**DATA IN THIS EXERCISE:**
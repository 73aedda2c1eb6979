pub mod agents;
pub mod blogs;
pub mod categories;
pub mod dashboard;
pub mod drivers;
pub mod issues;
pub mod login;
pub mod not_found;
pub mod offers;
pub mod pricing;
pub mod rides;
pub mod users;

use crate::auth::use_auth;
use dioxus::prelude::*;
use dioxus_free_icons::icons::ld_icons::{
    LdBadgePercent, LdCar, LdLayers, LdLayoutDashboard, LdLifeBuoy, LdLogOut, LdMapPin,
    LdNewspaper, LdReceipt, LdUserCheck, LdUsers,
};
use dioxus_free_icons::Icon;
use shared_ui::{Button, ButtonVariant};

use agents::AgentList;
use blogs::BlogList;
use categories::CategoryList;
use dashboard::Dashboard;
use drivers::DriverList;
use issues::IssueList;
use login::Login;
use not_found::NotFound;
use offers::OfferList;
use pricing::Pricing;
use rides::RideList;
use users::UserList;

/// Application routes. List routes carry their table state in the query
/// string so a reload or shared link restores the same view.
#[derive(Clone, Routable, Debug, PartialEq)]
pub enum Route {
    #[route("/login?:redirect")]
    Login { redirect: Option<String> },
    #[layout(AuthGuard)]
    #[layout(AppLayout)]
    #[route("/")]
    Dashboard {},
    #[route("/rides?:..query")]
    RideList { query: String },
    #[route("/issues?:..query")]
    IssueList { query: String },
    #[route("/users?:..query")]
    UserList { query: String },
    #[route("/drivers?:..query")]
    DriverList { query: String },
    #[route("/agents?:..query")]
    AgentList { query: String },
    #[route("/categories?:..query")]
    CategoryList { query: String },
    #[route("/offers?:..query")]
    OfferList { query: String },
    #[route("/blogs?:..query")]
    BlogList { query: String },
    #[route("/pricing")]
    Pricing {},
    #[end_layout]
    #[end_layout]
    #[route("/:..route")]
    NotFound { route: Vec<String> },
}

impl Route {
    /// Path of this route, used as the post-login redirect target.
    pub fn path(&self) -> String {
        self.to_string()
    }
}

/// Auth guard layout: redirects to /login when no session is present.
#[component]
fn AuthGuard() -> Element {
    let auth = use_auth();
    let route: Route = use_route();

    if !auth.is_authenticated() {
        navigator().replace(Route::Login {
            redirect: Some(route.path()),
        });
        return rsx! {
            div { class: "auth-guard-loading",
                p { "Redirecting to login..." }
            }
        };
    }

    rsx! { Outlet::<Route> {} }
}

#[derive(Clone, Copy, PartialEq)]
enum NavIcon {
    Dashboard,
    Rides,
    Issues,
    Users,
    Drivers,
    Agents,
    Categories,
    Offers,
    Blogs,
    Pricing,
}

#[component]
fn NavLink(to: Route, active: bool, icon: NavIcon, label: String) -> Element {
    rsx! {
        Link { to,
            class: if active { "console-nav-link active" } else { "console-nav-link" },
            match icon {
                NavIcon::Dashboard => rsx! { Icon::<LdLayoutDashboard> { icon: LdLayoutDashboard, width: 18, height: 18 } },
                NavIcon::Rides => rsx! { Icon::<LdMapPin> { icon: LdMapPin, width: 18, height: 18 } },
                NavIcon::Issues => rsx! { Icon::<LdLifeBuoy> { icon: LdLifeBuoy, width: 18, height: 18 } },
                NavIcon::Users => rsx! { Icon::<LdUsers> { icon: LdUsers, width: 18, height: 18 } },
                NavIcon::Drivers => rsx! { Icon::<LdCar> { icon: LdCar, width: 18, height: 18 } },
                NavIcon::Agents => rsx! { Icon::<LdUserCheck> { icon: LdUserCheck, width: 18, height: 18 } },
                NavIcon::Categories => rsx! { Icon::<LdLayers> { icon: LdLayers, width: 18, height: 18 } },
                NavIcon::Offers => rsx! { Icon::<LdBadgePercent> { icon: LdBadgePercent, width: 18, height: 18 } },
                NavIcon::Blogs => rsx! { Icon::<LdNewspaper> { icon: LdNewspaper, width: 18, height: 18 } },
                NavIcon::Pricing => rsx! { Icon::<LdReceipt> { icon: LdReceipt, width: 18, height: 18 } },
            }
            span { "{label}" }
        }
    }
}

/// Main app layout with sidebar navigation and a top bar.
#[component]
fn AppLayout() -> Element {
    let route: Route = use_route();
    let mut auth = use_auth();
    let username = auth.username();

    let page_title = match &route {
        Route::Dashboard {} => "Dashboard",
        Route::RideList { .. } => "Rides",
        Route::IssueList { .. } => "Issues",
        Route::UserList { .. } => "Users",
        Route::DriverList { .. } => "Drivers",
        Route::AgentList { .. } => "Agents",
        Route::CategoryList { .. } => "Categories",
        Route::OfferList { .. } => "Offers",
        Route::BlogList { .. } => "Blog",
        Route::Pricing {} => "Pricing",
        Route::Login { .. } | Route::NotFound { .. } => "",
    };

    let nav = [
        (Route::Dashboard {}, NavIcon::Dashboard, "Dashboard"),
        (Route::RideList { query: String::new() }, NavIcon::Rides, "Rides"),
        (Route::IssueList { query: String::new() }, NavIcon::Issues, "Issues"),
        (Route::UserList { query: String::new() }, NavIcon::Users, "Users"),
        (Route::DriverList { query: String::new() }, NavIcon::Drivers, "Drivers"),
        (Route::AgentList { query: String::new() }, NavIcon::Agents, "Agents"),
        (Route::CategoryList { query: String::new() }, NavIcon::Categories, "Categories"),
        (Route::OfferList { query: String::new() }, NavIcon::Offers, "Offers"),
        (Route::BlogList { query: String::new() }, NavIcon::Blogs, "Blog"),
        (Route::Pricing {}, NavIcon::Pricing, "Pricing"),
    ];

    rsx! {
        document::Link { rel: "stylesheet", href: asset!("./layout.css") }

        div { class: "console-shell",
            aside { class: "console-sidebar",
                div { class: "console-brand", "Fleet Admin" }
                nav { class: "console-nav",
                    for (to, icon, label) in nav {
                        NavLink {
                            key: "{label}",
                            active: std::mem::discriminant(&to) == std::mem::discriminant(&route),
                            to,
                            icon,
                            label: label.to_string(),
                        }
                    }
                }
            }

            div { class: "console-main",
                header { class: "console-topbar",
                    span { class: "console-title", "{page_title}" }
                    div { class: "console-spacer" }
                    span { class: "console-user", "{username}" }
                    Button {
                        variant: ButtonVariant::Ghost,
                        onclick: move |_| {
                            tracing::info!("signed out");
                            auth.clear();
                            navigator().push(Route::Login { redirect: None });
                        },
                        Icon::<LdLogOut> { icon: LdLogOut, width: 16, height: 16 }
                        "Sign out"
                    }
                }

                main { class: "page-content",
                    Outlet::<Route> {}
                }
            }
        }
    }
}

**YOUR INSTRUCTIONS:**
The answer should consist of all the lines above, retyped exactly.

**YOUR SOLUTION:**
repository 73aedda2c1eb6979
pub mod agents;
pub mod blogs;
pub mod categories;
pub mod dashboard;
pub mod drivers;
pub mod issues;
pub mod login;
pub mod not_found;
pub mod offers;
pub mod pricing;
pub mod rides;
pub mod users;

use crate::auth::use_auth;
use dioxus::prelude::*;
use dioxus_free_icons::icons::ld_icons::{
    LdBadgePercent, LdCar, LdLayers, LdLayoutDashboard, LdLifeBuoy, LdLogOut, LdMapPin,
    LdNewspaper, LdReceipt, LdUserCheck, LdUsers,
};
use dioxus_free_icons::Icon;
use shared_ui::{Button, ButtonVariant};

use agents::AgentList;
use blogs::BlogList;
use categories::CategoryList;
use dashboard::Dashboard;
use drivers::DriverList;
use issues::IssueList;
use login::Login;
use not_found::NotFound;
use offers::OfferList;
use pricing::Pricing;
use rides::RideList;
use users::UserList;

/// Application routes. List routes carry their table state in the query
/// string so a reload or shared link restores the same view.
#[derive(Clone, Routable, Debug, PartialEq)]
pub enum Route {
    #[route("/login?:redirect")]
    Login { redirect: Option<String> },
    #[layout(AuthGuard)]
    #[layout(AppLayout)]
    #[route("/")]
    Dashboard {},
    #[route("/rides?:..query")]
    RideList { query: String },
    #[route("/issues?:..query")]
    IssueList { query: String },
    #[route("/users?:..query")]
    UserList { query: String },
    #[route("/drivers?:..query")]
    DriverList { query: String },
    #[route("/agents?:..query")]
    AgentList { query: String },
    #[route("/categories?:..query")]
    CategoryList { query: String },
    #[route("/offers?:..query")]
    OfferList { query: String },
    #[route("/blogs?:..query")]
    BlogList { query: String },
    #[route("/pricing")]
    Pricing {},
    #[end_layout]
    #[end_layout]
    #[route("/:..route")]
    NotFound { route: Vec<String> },
}

impl Route {
    /// Path of this route, used as the post-login redirect target.
    pub fn path(&self) -> String {
        self.to_string()
    }
}

/// Auth guard layout: redirects to /login when no session is present.
#[component]
fn AuthGuard() -> Element {
    let auth = use_auth();
    let route: Route = use_route();

    if !auth.is_authenticated() {
        navigator().replace(Route::Login {
            redirect: Some(route.path()),
        });
        return rsx! {
            div { class: "auth-guard-loading",
                p { "Redirecting to login..." }
            }
        };
    }

    rsx! { Outlet::<Route> {} }
}

#[derive(Clone, Copy, PartialEq)]
enum NavIcon {
    Dashboard,
    Rides,
    Issues,
    Users,
    Drivers,
    Agents,
    Categories,
    Offers,
    Blogs,
    Pricing,
}

#[component]
fn NavLink(to: Route, active: bool, icon: NavIcon, label: String) -> Element {
    rsx! {
        Link { to,
            class: if active { "console-nav-link active" } else { "console-nav-link" },
            match icon {
                NavIcon::Dashboard => rsx! { Icon::<LdLayoutDashboard> { icon: LdLayoutDashboard, width: 18, height: 18 } },
                NavIcon::Rides => rsx! { Icon::<LdMapPin> { icon: LdMapPin, width: 18, height: 18 } },
                NavIcon::Issues => rsx! { Icon::<LdLifeBuoy> { icon: LdLifeBuoy, width: 18, height: 18 } },
                NavIcon::Users => rsx! { Icon::<LdUsers> { icon: LdUsers, width: 18, height: 18 } },
                NavIcon::Drivers => rsx! { Icon::<LdCar> { icon: LdCar, width: 18, height: 18 } },
                NavIcon::Agents => rsx! { Icon::<LdUserCheck> { icon: LdUserCheck, width: 18, height: 18 } },
                NavIcon::Categories => rsx! { Icon::<LdLayers> { icon: LdLayers, width: 18, height: 18 } },
                NavIcon::Offers => rsx! { Icon::<LdBadgePercent> { icon: LdBadgePercent, width: 18, height: 18 } },
                NavIcon::Blogs => rsx! { Icon::<LdNewspaper> { icon: LdNewspaper, width: 18, height: 18 } },
                NavIcon::Pricing => rsx! { Icon::<LdReceipt> { icon: LdReceipt, width: 18, height: 18 } },
            }
            span { "{label}" }
        }
    }
}

/// Main app layout with sidebar navigation and a top bar.
#[component]
fn AppLayout() -> Element {
    let route: Route = use_route();
    let mut auth = use_auth();
    let username = auth.username();

    let page_title = match &route {
        Route::Dashboard {} => "Dashboard",
        Route::RideList { .. } => "Rides",
        Route::IssueList { .. } => "Issues",
        Route::UserList { .. } => "Users",
        Route::DriverList { .. } => "Drivers",
        Route::AgentList { .. } => "Agents",
        Route::CategoryList { .. } => "Categories",
        Route::OfferList { .. } => "Offers",
        Route::BlogList { .. } => "Blog",
        Route::Pricing {} => "Pricing",
        Route::Login { .. } | Route::NotFound { .. } => "",
    };

    let nav = [
        (Route::Dashboard {}, NavIcon::Dashboard, "Dashboard"),
        (Route::RideList { query: String::new() }, NavIcon::Rides, "Rides"),
        (Route::IssueList { query: String::new() }, NavIcon::Issues, "Issues"),
        (Route::UserList { query: String::new() }, NavIcon::Users, "Users"),
        (Route::DriverList { query: String::new() }, NavIcon::Drivers, "Drivers"),
        (Route::AgentList { query: String::new() }, NavIcon::Agents, "Agents"),
        (Route::CategoryList { query: String::new() }, NavIcon::Categories, "Categories"),
        (Route::OfferList { query: String::new() }, NavIcon::Offers, "Offers"),
        (Route::BlogList { query: String::new() }, NavIcon::Blogs, "Blog"),
        (Route::Pricing {}, NavIcon::Pricing, "Pricing"),
    ];

    rsx! {
        document::Link { rel: "stylesheet", href: asset!("./layout.css") }

        div { class: "console-shell",
            aside { class: "console-sidebar",
                div { class: "console-brand", "Fleet Admin" }
                nav { class: "console-nav",
                    for (to, icon, label) in nav {
                        NavLink {
                            key: "{label}",
                            active: std::mem::discriminant(&to) == std::mem::discriminant(&route),
                            to,
                            icon,
                            label: label.to_string(),
                        }
                    }
                }
            }

            div { class: "console-main",
                header { class: "console-topbar",
                    span { class: "console-title", "{page_title}" }
                    div { class: "console-spacer" }
                    span { class: "console-user", "{username}" }
                    Button {
                        variant: ButtonVariant::Ghost,
                        onclick: move |_| {
                            tracing::info!("signed out");
                            auth.clear();
                            navigator().push(Route::Login { redirect: None });
                        },
                        Icon::<LdLogOut> { icon: LdLogOut, width: 16, height: 16 }
                        "Sign out"
                    }
                }

                main { class: "page-content",
                    Outlet::<Route> {}
                }
            }
        }
    }
}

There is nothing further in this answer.